David Letterman was a late-night juggernaut when he was asked to host the 1995 Academy Awards. The former Late Night host was a ratings success with his two-year old Late Show at CBS routinely besting Jay Leno, who had taken the gig many (including Letterman) thought he would gotten after Johnny Carson retired in 1992. Still, Letterman was nervous. “I started to get scared realizing, ‘Maybe I don’t belong here,’” he told The Hollywood Reporter earlier this year of preparing for the gig, a night he described as an “explosion of excrement.”
Letterman’s performance is most remembered for the moment he “introduced” Oprah Winfrey to Uma Thurman (and Keanu Reeves). The bit that fell flat on arrival, but the host continued to call back the bit throughout the evening—a decision Letterman doesn’t recall making in the moment. “Well, see, now this is interesting, because I had forgotten the subsequent references. Did I do it continually?” he asked THR’s Scott Fienberg. “I was trying to save myself. ‘If you have an extra life raft, throw one to me!’ That’s what I was trying for. But I had forgotten that—I thought it was just one and out. It must have been pure survival instinct.”

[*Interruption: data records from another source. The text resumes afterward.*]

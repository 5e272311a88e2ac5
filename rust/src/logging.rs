//! Verbosity-gated stderr logging for schedule generation and swaps.
//!
//! `EngineConfig.verbosity` picks how much of a run is narrated:
//!
//! | Level | Constant | What gets printed |
//! |---|---|---|
//! | 0 | `VERBOSITY_SILENT` | nothing; results carry all conflicts |
//! | 1 | `VERBOSITY_CHANGES` | run header, new analysts placed, slot rebalances, dropped proposals, screener picks, forced swaps, failed writes, commits |
//! | 2 | `VERBOSITY_CHECKS` | each analyst's weekly pattern, every screener candidate score, per-side swap timeline checks, run totals |
//! | 3 | `VERBOSITY_DEBUG` | continuity classification per analyst, the rotation cursor written for the next run |
//!
//! Disabled levels cost one integer comparison; format arguments are not evaluated.

pub const VERBOSITY_SILENT: u8 = 0;
pub const VERBOSITY_CHANGES: u8 = 1;
pub const VERBOSITY_CHECKS: u8 = 2;
pub const VERBOSITY_DEBUG: u8 = 3;

/// Decisions that alter the schedule or its persisted state.
#[macro_export]
macro_rules! log_changes {
    ($verbosity:expr, $($arg:tt)*) => {
        if $verbosity >= $crate::logging::VERBOSITY_CHANGES {
            eprintln!($($arg)*);
        }
    };
}

/// The evidence behind those decisions: scores, patterns, rule checks.
#[macro_export]
macro_rules! log_checks {
    ($verbosity:expr, $($arg:tt)*) => {
        if $verbosity >= $crate::logging::VERBOSITY_CHECKS {
            eprintln!($($arg)*);
        }
    };
}

/// Rotation internals.
#[macro_export]
macro_rules! log_debug {
    ($verbosity:expr, $($arg:tt)*) => {
        if $verbosity >= $crate::logging::VERBOSITY_DEBUG {
            eprintln!($($arg)*);
        }
    };
}

#[cfg(test)]
mod tests {
    use super::*;
    use std::cell::Cell;

    fn counted(calls: &Cell<u32>) -> u32 {
        calls.set(calls.get() + 1);
        calls.get()
    }

    #[test]
    fn test_disabled_levels_skip_argument_evaluation() {
        let calls = Cell::new(0);
        log_changes!(VERBOSITY_SILENT, "pick {}", counted(&calls));
        log_checks!(VERBOSITY_CHANGES, "score {}", counted(&calls));
        log_debug!(VERBOSITY_CHECKS, "cursor {}", counted(&calls));
        assert_eq!(calls.get(), 0);
    }

    #[test]
    fn test_enabled_level_includes_lower_ones() {
        let calls = Cell::new(0);
        log_changes!(VERBOSITY_DEBUG, "pick {}", counted(&calls));
        log_checks!(VERBOSITY_DEBUG, "score {}", counted(&calls));
        log_debug!(VERBOSITY_DEBUG, "cursor {}", counted(&calls));
        assert_eq!(calls.get(), 3);
    }
}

Letterman may not remember the details of the evening, but The A.V. Club’s managing editor Erik Adams certainly does—and he joins editor-in-chief Patrick Gomez on today’s episode of The A.V. Club’s podcast Push The Envelope to discuss the entire performance. “I don’t think I had enough of a context to understand what was successful and what was unsuccessful in terms of the Oscars stage,” Adams says of being 10 when the ceremony aired. “I thought it was hilarious.”
Above, you can listen to the whole episode of Push The Envelope, which includes a discussion about how the ’95 Oscars pitted Baby Boomers against Gen X, as well as an interview with Tom Green. And here’s a brief excerpt of the Letterman conversation.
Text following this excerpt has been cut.